Translated from English into Kashmiri by Jagaddhar Zadoo & Nityanand Shastri
Facsimile edition with the English translation by Charles Jarvis
Introduced by Surindar Nath Pandita & edited by Dragomir Dimitrov

Pune 2024
Pune Indological Series, vol. III

The present book contains a facsimile edition of a unique modern Kashmiri translation of five chapters from Cervantes’s famous Don Quijote. At the suggestion of the American accountant and book collector Carl Tilden Keller (1872–1955) and with the mediation of the Hungarian-born British explorer Sir Marc Aurel Stein (1862–1943) from November 1935 until September 1936 Pandit Nityanand Shastri (1874–1942) and Pandit Jagaddhar Zadoo (1890–1981) translated chapters I.45, I.46, I.50, II.6 and II.12 of the Spanish classic.
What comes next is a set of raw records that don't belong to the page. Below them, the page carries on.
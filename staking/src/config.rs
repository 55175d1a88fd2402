//! Staking parameters.
//!
//! Read-only to the state machine.  Updates arrive as `(key, value)` string
//! pairs from the parameter-change boundary and are validated there, so an
//! inconsistent set never reaches the ledger.

use {
    crate::error::{StakingError, StakingResult},
    borsh::{BorshDeserialize, BorshSerialize},
    serde::{Deserialize, Serialize},
};

/// Denominator of every fraction expressed in basis points.
pub const BPS_DENOMINATOR: u64 = 10_000;

pub const KEY_MAX_VALIDATOR_CNT: &str = "max_validator_cnt";
pub const KEY_VOTING_STATUS_LEN: &str = "voting_status_len";
pub const KEY_VOTING_STATUS_LEAST: &str = "voting_status_least";
pub const KEY_SURVIVAL_SECS: &str = "survival_secs";
pub const KEY_UNBOND_FROZEN_HEIGHT: &str = "unbond_frozen_height";
pub const KEY_REDELEGATION_ACTIVE_HEIGHT: &str = "redelegation_active_height";
pub const KEY_MAX_EVIDENCE_AGE: &str = "max_evidence_age";
pub const KEY_SLASH_FRACTION_DOUBLE_SIGN: &str = "slash_fraction_double_sign";
pub const KEY_SLASH_FRACTION_DOWNTIME: &str = "slash_fraction_downtime";

/// Staking parameter set.
#[derive(Debug, Clone, PartialEq, Eq, Serialize, Deserialize, BorshSerialize, BorshDeserialize)]
pub struct StakingParams {
    /// Size cap of the active validator set.
    pub max_validator_count: u64,

    /// Length of the circular voting window, in blocks.
    pub voting_window_len: u64,

    /// Blocks a validator must sign within the window.
    /// Missing more than `voting_window_len - min_voting_count` deactivates it.
    pub min_voting_count: u64,

    /// Seconds an inactive validator survives before it is closed and its
    /// stake returned.
    pub validator_survival_secs: u64,

    /// Blocks between unbonding and payout.
    pub unbond_frozen_height: u64,

    /// Blocks before redelegated stake is bonded to its destination.
    pub redelegation_active_height: u64,

    /// Evidence older than this (seconds) is ignored.
    pub max_evidence_age_secs: u64,

    /// Share of bonded stake burned on double sign, in bps.
    pub slash_fraction_double_sign_bps: u64,

    /// Share of bonded stake burned for downtime, in bps.
    pub slash_fraction_downtime_bps: u64,
}

impl Default for StakingParams {
    /// Genesis defaults, assuming 5 second blocks.
    fn default() -> Self {
        Self {
            max_validator_count: 21,
            voting_window_len: 10_000,
            min_voting_count: 7_000,
            validator_survival_secs: 8 * 60 * 60, // 8 h
            unbond_frozen_height: 259_200,        // 15 days
            redelegation_active_height: 17_280,   // 1 day
            max_evidence_age_secs: 1_814_400,     // 21 days
            slash_fraction_double_sign_bps: 2_000, // 0.2
            slash_fraction_downtime_bps: 1,        // 0.0001
        }
    }
}

impl StakingParams {
    /// Missed blocks tolerated inside one window.
    #[inline]
    pub fn max_missed_blocks(&self) -> u64 {
        self.voting_window_len.saturating_sub(self.min_voting_count)
    }

    /// Validate the whole set.
    pub fn validate(&self) -> StakingResult<()> {
        let positive = [
            (KEY_MAX_VALIDATOR_CNT, self.max_validator_count),
            (KEY_VOTING_STATUS_LEN, self.voting_window_len),
            (KEY_VOTING_STATUS_LEAST, self.min_voting_count),
            (KEY_SURVIVAL_SECS, self.validator_survival_secs),
            (KEY_UNBOND_FROZEN_HEIGHT, self.unbond_frozen_height),
            (KEY_REDELEGATION_ACTIVE_HEIGHT, self.redelegation_active_height),
            (KEY_MAX_EVIDENCE_AGE, self.max_evidence_age_secs),
        ];
        for (key, value) in positive {
            if value == 0 {
                return Err(invalid(format!("{key} must be > 0")));
            }
        }
        if self.min_voting_count > self.voting_window_len {
            return Err(invalid(format!(
                "{KEY_VOTING_STATUS_LEAST} ({}) exceeds {KEY_VOTING_STATUS_LEN} ({})",
                self.min_voting_count, self.voting_window_len
            )));
        }
        let fractions = [
            (KEY_SLASH_FRACTION_DOUBLE_SIGN, self.slash_fraction_double_sign_bps),
            (KEY_SLASH_FRACTION_DOWNTIME, self.slash_fraction_downtime_bps),
        ];
        for (key, bps) in fractions {
            if bps > BPS_DENOMINATOR {
                return Err(invalid(format!("{key} must be <= {BPS_DENOMINATOR} bps")));
            }
        }
        Ok(())
    }

    /// Validate a single `(key, value)` update and return the parsed value.
    ///
    /// Integer parameters must be positive; fractions are basis points in
    /// `0..=10_000`.
    pub fn validate_key_value(key: &str, value: &str) -> StakingResult<u64> {
        match key {
            KEY_MAX_VALIDATOR_CNT
            | KEY_VOTING_STATUS_LEN
            | KEY_VOTING_STATUS_LEAST
            | KEY_SURVIVAL_SECS
            | KEY_UNBOND_FROZEN_HEIGHT
            | KEY_REDELEGATION_ACTIVE_HEIGHT
            | KEY_MAX_EVIDENCE_AGE => match value.parse::<u64>() {
                Ok(parsed) if parsed > 0 => Ok(parsed),
                _ => Err(invalid(format!("{key} invalid: {value:?}"))),
            },
            KEY_SLASH_FRACTION_DOUBLE_SIGN | KEY_SLASH_FRACTION_DOWNTIME => {
                match value.parse::<u64>() {
                    Ok(bps) if bps <= BPS_DENOMINATOR => Ok(bps),
                    _ => Err(invalid(format!("{key} invalid: {value:?}"))),
                }
            }
            _ => Err(StakingError::UnknownParam {
                key: key.to_string(),
            }),
        }
    }

    /// Apply a validated update.  The set is left untouched unless the
    /// updated set as a whole is valid.
    pub fn apply_key_value(&mut self, key: &str, value: &str) -> StakingResult<()> {
        let parsed = Self::validate_key_value(key, value)?;
        let mut updated = self.clone();
        let field = match key {
            KEY_MAX_VALIDATOR_CNT => &mut updated.max_validator_count,
            KEY_VOTING_STATUS_LEN => &mut updated.voting_window_len,
            KEY_VOTING_STATUS_LEAST => &mut updated.min_voting_count,
            KEY_SURVIVAL_SECS => &mut updated.validator_survival_secs,
            KEY_UNBOND_FROZEN_HEIGHT => &mut updated.unbond_frozen_height,
            KEY_REDELEGATION_ACTIVE_HEIGHT => &mut updated.redelegation_active_height,
            KEY_MAX_EVIDENCE_AGE => &mut updated.max_evidence_age_secs,
            KEY_SLASH_FRACTION_DOUBLE_SIGN => &mut updated.slash_fraction_double_sign_bps,
            KEY_SLASH_FRACTION_DOWNTIME => &mut updated.slash_fraction_downtime_bps,
            _ => {
                return Err(StakingError::UnknownParam {
                    key: key.to_string(),
                })
            }
        };
        *field = parsed;
        updated.validate()?;
        *self = updated;
        Ok(())
    }
}

fn invalid(reason: String) -> StakingError {
    StakingError::InvalidParams { reason }
}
However, for this purpose the two Kashmiri scholars did not use Cervantes’s original, but rather its English translation by Charles Jarvis (c. 1675–1739) prepared in the first half of the eighteenth century, and in particular the edition by the British Hispanist James Fitzmaurice-Kelly (1858–1923) published in 1907 for the Oxford World’s Classics series. In this book the Kashmiri translation and the corresponding parts of Jarvis’s English version are presented on facing pages. The Kashmiri text is reproduced as a facsimile of the autograph prepared by Pandit Jagaddhar Zadoo, one of the two Kashmiri translators. The Kashmiri text in the present volume was written on modern paper in easily legible Devanagari characters by using only a few more additional diacritic symbols. This publication contains an introduction written by Surindar Nath Pandita, a grandson of Pandit Nityanand Shastri. The book can be regarded as a conjoined twin of the partial Sanskrit translation of Don Quijote published as volume III of the Pune Indological Series in 2019.

"डान् क्विक्षोटः / Don Quixote" in Kashmiri will appeal to specialists with interests in a variety of fields such as Indian and Comparative linguistics, Indology, Romance languages and literature, as well as translational and cultural studies.